> Task statement:
Nothing outside the range below should be printed. Output exactly the lines from the line with "self.current_step, old_lr, new_lr" to the line with "self.recent.iter().copied()", both included.

> Records supplied:
────────

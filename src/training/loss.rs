//! Regression loss functions

use candle_core::{DType, Tensor};

use crate::error::{Error, Result};

/// Loss between model outputs and targets
pub trait LossFunction: Send + Sync {
    /// Loss name used in logs
    fn name(&self) -> &str;

    /// Scalar loss for `predictions` (`[B, 1]`) against `targets` (`[B]`)
    fn forward(&self, predictions: &Tensor, targets: &Tensor) -> Result<Tensor>;
}

/// Mean squared error, averaged over the batch
#[derive(Debug, Clone, Copy, Default)]
pub struct MseLoss;

impl LossFunction for MseLoss {
    fn name(&self) -> &str {
        "mse"
    }

    fn forward(&self, predictions: &Tensor, targets: &Tensor) -> Result<Tensor> {
        let targets = targets.unsqueeze(1)?.to_dtype(predictions.dtype())?;
        if predictions.dims() != targets.dims() {
            return Err(Error::invalid_input(format!(
                "Prediction shape {:?} does not match target shape {:?}",
                predictions.dims(),
                targets.dims()
            )));
        }
        Ok(candle_nn::loss::mse(predictions, &targets)?)
    }
}

/// Read a scalar loss tensor as `f64`
pub fn loss_value(loss: &Tensor) -> Result<f64> {
    Ok(loss.to_dtype(DType::F64)?.to_scalar::<f64>()?)
}
//! Training infrastructure for the age regressor
//!
//! # Main Components
//!
//! - **Configuration**: loop parameters, early stopping, LR schedule, optimizer
//! - **Trainer**: the epoch loop over fixed in-memory splits
//! - **Early stopping**: best-loss tracking with a patience counter
//! - **Optimizers**: Adam/AdamW and SGD, plus plateau and constant schedulers
//! - **Loss**: mean squared error
//!
//! # Quick Start
//!
//! ```rust,ignore
//! use age_regressor::training::{create_optimizer, Trainer, TrainingParams, OptimizerConfig};
//!
//! let mut optimizer = create_optimizer(&OptimizerConfig::default(), model.trainable_vars()?)?;
//! let mut trainer = Trainer::new(TrainingParams::default())?;
//! let result = trainer.fit(&model, &mut optimizer, &train.data, &validation.data)?;
//! ```

pub mod config;
pub mod early_stopping;
pub mod loss;
pub mod optimizers;
pub mod trainer;

// Configuration re-exports
pub use config::{
    EarlyStoppingConfig, OptimizerConfig, OptimizerType, PlateauConfig, SchedulerConfig,
    ThresholdMode, TrainingParams,
};

// Trainer re-exports
pub use trainer::{
    EpochRecord, StopReason, Trainer, TrainingEvent, TrainingResult, TrainingState,
    TrainingStatus,
};

pub use early_stopping::{EarlyStopping, StopDecision};
pub use loss::{LossFunction, MseLoss};
pub use optimizers::{
    create_optimizer, create_scheduler, Optimizer, OptimizerState, Scheduler, SchedulerState,
};
//! Learning rate schedulers driven once per epoch
//!
//! [`ReduceOnPlateauScheduler`] watches the validation loss and multiplies the
//! learning rate by a fixed factor once the loss has stopped improving for
//! longer than its patience. [`ConstantScheduler`] never changes the rate.

use std::collections::VecDeque;

use tracing::{debug, info};

use super::Scheduler;
use crate::training::config::{PlateauConfig, ThresholdMode};

/// Reduce the learning rate when a minimized metric stops improving
#[derive(Debug, Clone)]
pub struct ReduceOnPlateauScheduler {
    base_lr: f64,
    current_lr: f64,
    config: PlateauConfig,

    /// Best metric seen so far
    best: f64,

    /// Consecutive epochs without improvement since the last reset
    num_bad_epochs: usize,

    /// Epochs left before bad epochs are counted again
    cooldown_counter: usize,

    /// Most recent metrics, oldest first
    recent: VecDeque<f64>,

    /// Number of reductions applied
    reductions: usize,

    /// Epochs observed
    current_step: usize,
}

impl ReduceOnPlateauScheduler {
    /// Create a new plateau scheduler starting at `base_lr`
    pub fn new(base_lr: f64, config: PlateauConfig) -> Self {
        let window = config.patience + 1;
        Self {
            base_lr,
            current_lr: base_lr,
            config,
            best: f64::INFINITY,
            num_bad_epochs: 0,
            cooldown_counter: 0,
            recent: VecDeque::with_capacity(window),
            reductions: 0,
            current_step: 0,
        }
    }

    fn is_better(&self, metric: f64) -> bool {
        match self.config.threshold_mode {
            ThresholdMode::Rel => metric < self.best * (1.0 - self.config.threshold),
            ThresholdMode::Abs => metric < self.best - self.config.threshold,
        }
    }

    fn in_cooldown(&self) -> bool {
        self.cooldown_counter > 0
    }

    fn reduce_lr(&mut self) {
        let old_lr = self.current_lr;
        let new_lr = (old_lr * self.config.factor).max(self.config.min_lr);
        if old_lr - new_lr > self.config.eps {
            self.current_lr = new_lr;
            self.reductions += 1;
            info!(
                "Epoch {}: reducing learning rate from {:.4e} to {:.4e}",
                self.current_step, old_lr, new_lr
            );
        }
    }

    /// Best metric seen so far (`+inf` before the first step)
    pub fn best(&self) -> f64 {
        self.best
    }

    /// Consecutive non-improving epochs counted towards the next reduction
    pub fn num_bad_epochs(&self) -> usize {
        self.num_bad_epochs
    }

    /// Number of reductions applied so far
    pub fn reductions(&self) -> usize {
        self.reductions
    }

    /// The last `patience + 1` observed metrics, oldest first
    pub fn recent_metrics(&self) -> impl Iterator<Item = f64> + '_ {
        self.recent.iter().copied()
    }
}

impl Scheduler for ReduceOnPlateauScheduler {
    fn name(&self) -> &str {
        "reduce_on_plateau"
    }

    fn step(&mut self, metric: Option<f64>) {
        let Some(metric) = metric else {
            debug!("Plateau scheduler stepped without a metric; ignoring");
            return;
        };
        self.current_step += 1;

        if self.recent.len() > self.config.patience {
            self.recent.pop_front();
        }
        self.recent.push_back(metric);

        if self.is_better(metric) {
            self.best = metric;
            self.num_bad_epochs = 0;
        } else {
            self.num_bad_epochs += 1;
        }

        if self.in_cooldown() {
            self.cooldown_counter -= 1;
            self.num_bad_epochs = 0;
        }

        if self.num_bad_epochs > self.config.patience {
            self.reduce_lr();
            self.cooldown_counter = self.config.cooldown;
            self.num_bad_epochs = 0;
        }
    }

    fn get_lr(&self) -> f64 {
        self.current_lr
    }

    fn reset(&mut self) {
        *self = Self::new(self.base_lr, self.config.clone());
    }
}

/// Constant learning rate
#[derive(Debug, Clone)]
pub struct ConstantScheduler {
    base_lr: f64,
    current_step: usize,
}

impl ConstantScheduler {
    /// Create a new constant scheduler
    pub fn new(base_lr: f64) -> Self {
        Self {
            base_lr,
            current_step: 0,
        }
    }
}

impl Scheduler for ConstantScheduler {
    fn name(&self) -> &str {
        "constant"
    }

    fn step(&mut self, _metric: Option<f64>) {
        self.current_step += 1;
    }

    fn get_lr(&self) -> f64 {
        self.base_lr
    }

    fn reset(&mut self) {
        self.current_step = 0;
    }
}
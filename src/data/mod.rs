//! Dataset materialization for the age regression experiment
//!
//! This module reads the CSV manifest, partitions its records into the
//! train/validation/test splits, decodes and transforms every referenced
//! image, and stacks the results into fixed in-memory tensors that the
//! training loop slices into batches.

pub mod batching;
pub mod dataset;
pub mod manifest;
pub mod split;
pub mod transforms;

// Re-exports
pub use batching::{num_full_batches, Batch, BatchIter, RemainderPolicy};
pub use dataset::{ImageSplit, TensorDataset};
pub use manifest::{Manifest, ManifestRecord};
pub use split::{train_test_split, DatasetSplits};
pub use transforms::{EvalTransform, ImageTransform, TrainTransform};

/// Error types for data loading
#[derive(thiserror::Error, Debug)]
pub enum DataError {
    #[error("Manifest not found: {path}")]
    ManifestNotFound { path: String },

    #[error("Manifest is missing column '{column}'")]
    MissingColumn { column: String },

    #[error("Malformed manifest row {row}: {reason}")]
    MalformedRow { row: usize, reason: String },

    #[error("Manifest contains no records")]
    EmptyManifest,

    #[error("Split '{split}' is empty")]
    EmptySplit { split: &'static str },

    #[error("Failed to decode image {path}: {source}")]
    ImageDecode {
        path: String,
        #[source]
        source: image::ImageError,
    },

    #[error("Inputs and targets disagree on sample count: {inputs} vs {targets}")]
    LengthMismatch { inputs: usize, targets: usize },

    #[error("CSV error: {0}")]
    Csv(#[from] csv::Error),

    #[error("IO error: {0}")]
    Io(#[from] std::io::Error),

    #[error("Tensor error: {0}")]
    Tensor(#[from] candle_core::Error),
}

────────

> Answer space:
                self.current_step, old_lr, new_lr
            );
        }
    }

    /// Best metric seen so far (`+inf` before the first step)
    pub fn best(&self) -> f64 {
        self.best
    }

    /// Consecutive non-improving epochs counted towards the next reduction
    pub fn num_bad_epochs(&self) -> usize {
        self.num_bad_epochs
    }

    /// Number of reductions applied so far
    pub fn reductions(&self) -> usize {
        self.reductions
    }

    /// The last `patience + 1` observed metrics, oldest first
    pub fn recent_metrics(&self) -> impl Iterator<Item = f64> + '_ {
        self.recent.iter().copied()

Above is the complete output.